During LC inhibition, we also observed more mPFC neurons tuned to switch (fraction of neurons in the test group, switch vs. choice: 25% (106/432) vs 17% (72/432), p=0.004; switch vs history: 25% (106/432) vs 13% (55/432), p<0.001, chi-squared test). More importantly, in comparison to the control group, LC inhibition engaged a greater fraction of mPFC neurons responding to task-related events (Figure 2f, control vs. test, choice responsive: 10% (59/593) vs 17% (72/432), p=0.002; history responsive: 6% (34/593) vs 13% (55/432), p<0.001; switch responsive: 17% (102/593) vs 25% (106/432), p=0.004; overall fraction of responsive neurons: 27% (159/593) vs 40% (172/432), p<0.001, chi-squared test). The fraction of mixed-tuning neurons was also enhanced with LC inhibition (20% (31/159) vs 32% (55/172), p=0.01). Our results show that LC inhibition increases mPFC engagement in the task and broadens the tuning of individual neurons.

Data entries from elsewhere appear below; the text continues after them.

use yew::prelude::*;

use super::glass_card::GlassCard;
use crate::i18n::context::use_language;

const CREDENTIALS: [&str; 3] = [
    "about.credential1",
    "about.credential2",
    "about.credential3",
];

#[function_component(About)]
pub fn about() -> Html {
    let language = use_language();

    html! {
        <section id="about" class="section about">
            <div class="container narrow centered">
                <h2 class="section-title">{ language.t("about.title") }</h2>
                <GlassCard class="about-card">
                    <p class="lead">{ language.t("about.paragraph1") }</p>
                    <p class="muted">{ language.t("about.paragraph2") }</p>
                    <ul class="credentials">
                        { for CREDENTIALS.iter().map(|key| html! {
                            <li key={*key}>{ language.t(key) }</li>
                        }) }
                    </ul>
                </GlassCard>
            </div>
        </section>
    }
}
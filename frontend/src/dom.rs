//! Animation-frame loop and canvas helpers shared by the page effects.
//!
//! Dropping a [`FrameLoop`] cancels whatever frame or delay is pending, so
//! components can hold one in an effect and let the effect's destructor clean
//! up on unmount.

use std::cell::{Cell, RefCell};
use std::rc::{Rc, Weak};

use gloo_render::{request_animation_frame, AnimationFrame};
use gloo_timers::callback::Timeout;
use wasm_bindgen::JsCast;
use web_sys::{CanvasRenderingContext2d, HtmlCanvasElement};

struct FrameShared {
    frame: RefCell<Option<AnimationFrame>>,
    timer: RefCell<Option<Timeout>>,
    tick: RefCell<Box<dyn FnMut(f64) -> bool>>,
    delay_ms: Option<u32>,
    stopped: Cell<bool>,
}

/// A `requestAnimationFrame` loop. The tick gets the frame timestamp in
/// milliseconds and returns whether to keep going.
pub struct FrameLoop {
    shared: Rc<FrameShared>,
}

impl FrameLoop {
    pub fn start(tick: impl FnMut(f64) -> bool + 'static) -> Self {
        Self::spawn(None, tick)
    }

    /// Like [`start`](Self::start), but waits `delay_ms` after each tick
    /// before asking for the next frame.
    pub fn start_throttled(delay_ms: u32, tick: impl FnMut(f64) -> bool + 'static) -> Self {
        Self::spawn(Some(delay_ms), tick)
    }

    fn spawn(delay_ms: Option<u32>, tick: impl FnMut(f64) -> bool + 'static) -> Self {
        let shared = Rc::new(FrameShared {
            frame: RefCell::new(None),
            timer: RefCell::new(None),
            tick: RefCell::new(Box::new(tick)),
            delay_ms,
            stopped: Cell::new(false),
        });
        request_frame(&shared);
        Self { shared }
    }
}

impl Drop for FrameLoop {
    fn drop(&mut self) {
        self.shared.stopped.set(true);
        // Dropping the gloo handles cancels the pending frame and clears the delay.
        self.shared.frame.borrow_mut().take();
        self.shared.timer.borrow_mut().take();
    }
}

fn schedule(shared: &Rc<FrameShared>) {
    if shared.stopped.get() {
        return;
    }
    match shared.delay_ms {
        Some(delay_ms) => {
            let weak: Weak<FrameShared> = Rc::downgrade(shared);
            let timer = Timeout::new(delay_ms, move || {
                if let Some(shared) = weak.upgrade() {
                    request_frame(&shared);
                }
            });
            *shared.timer.borrow_mut() = Some(timer);
        }
        None => request_frame(shared),
    }
}

fn request_frame(shared: &Rc<FrameShared>) {
    if shared.stopped.get() {
        return;
    }
    let weak = Rc::downgrade(shared);
    let handle = request_animation_frame(move |timestamp| {
        let Some(shared) = weak.upgrade() else {
            return;
        };
        shared.frame.borrow_mut().take();
        let keep_going = {
            let mut tick = shared.tick.borrow_mut();
            (*tick)(timestamp)
        };
        if keep_going {
            schedule(&shared);
        }
    });
    *shared.frame.borrow_mut() = Some(handle);
}

/// The 2d context of `canvas`, or `None` where the browser cannot provide one.
pub fn canvas_2d(canvas: &HtmlCanvasElement) -> Option<CanvasRenderingContext2d> {
    canvas
        .get_context("2d")
        .ok()
        .flatten()
        .and_then(|context| context.dyn_into::<CanvasRenderingContext2d>().ok())
}

/// Sizes the canvas backing store to the window's inner size.
pub fn fit_canvas_to_window(canvas: &HtmlCanvasElement) -> (u32, u32) {
    let (width, height) = web_sys::window()
        .map(|w| {
            let dimension = |value: Result<wasm_bindgen::JsValue, _>| {
                value.ok().and_then(|v| v.as_f64()).unwrap_or(0.0).max(0.0) as u32
            };
            (dimension(w.inner_width()), dimension(w.inner_height()))
        })
        .unwrap_or((0, 0));
    canvas.set_width(width);
    canvas.set_height(height);
    (width, height)
}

LC inhibition impedes dynamic changes in population activity during switching

Our single-neuron analysis suggests the importance of encoding attentional switch in the mPFC as more neurons were tuned to this parameter in both control and test groups (Figure 2f, Supplementary file 1). Neuronal ensembles have been proposed to be the functional unit of the nervous system (Yuste, 2015; Pouget et al., 2000; Ebitz and Hayden, 2021; Saxena and Cunningham, 2019). They can better represent information than single neurons (Jercog et al., 2021; Meyers et al., 2008; Driscoll et al., 2017), especially in higher-order association areas where single neurons exhibit mixed tuning (Rigotti et al., 2013; Fusi et al., 2016; Tye et al., 2024). Thus, we sought to determine whether and how attentional switching was represented at the population level. We first employed a dimensionality-reduction approach to assess mPFC population dynamics (Methods). Specifically, we examined whether mPFC dynamic processes represent the putative switch of attention. Principle component analysis (PCA) was applied to population activity of mPFC neurons around the time of choice in the early and late switching states (Figure 2e), and the degree of separation between the resulting low-dimensional state vectors was quantified. In the control group mice, we identified an overall prominent separation between the two population vectors representing early and late states (Figure 3a and b, gray vs. black traces), strongly suggesting that a shift in population dynamics is associated with attentional shifting across perceptual dimensions. The vector separation also exhibited transient fluctuations prior to choice, first increasing and then decreasing (Figure 3c, black), suggesting a dynamic decision-related population encoding process underlying the behavioral transitions. Overall, our results suggest that mPFC dynamics reflect the changes in switching behavior and learning of the new rule.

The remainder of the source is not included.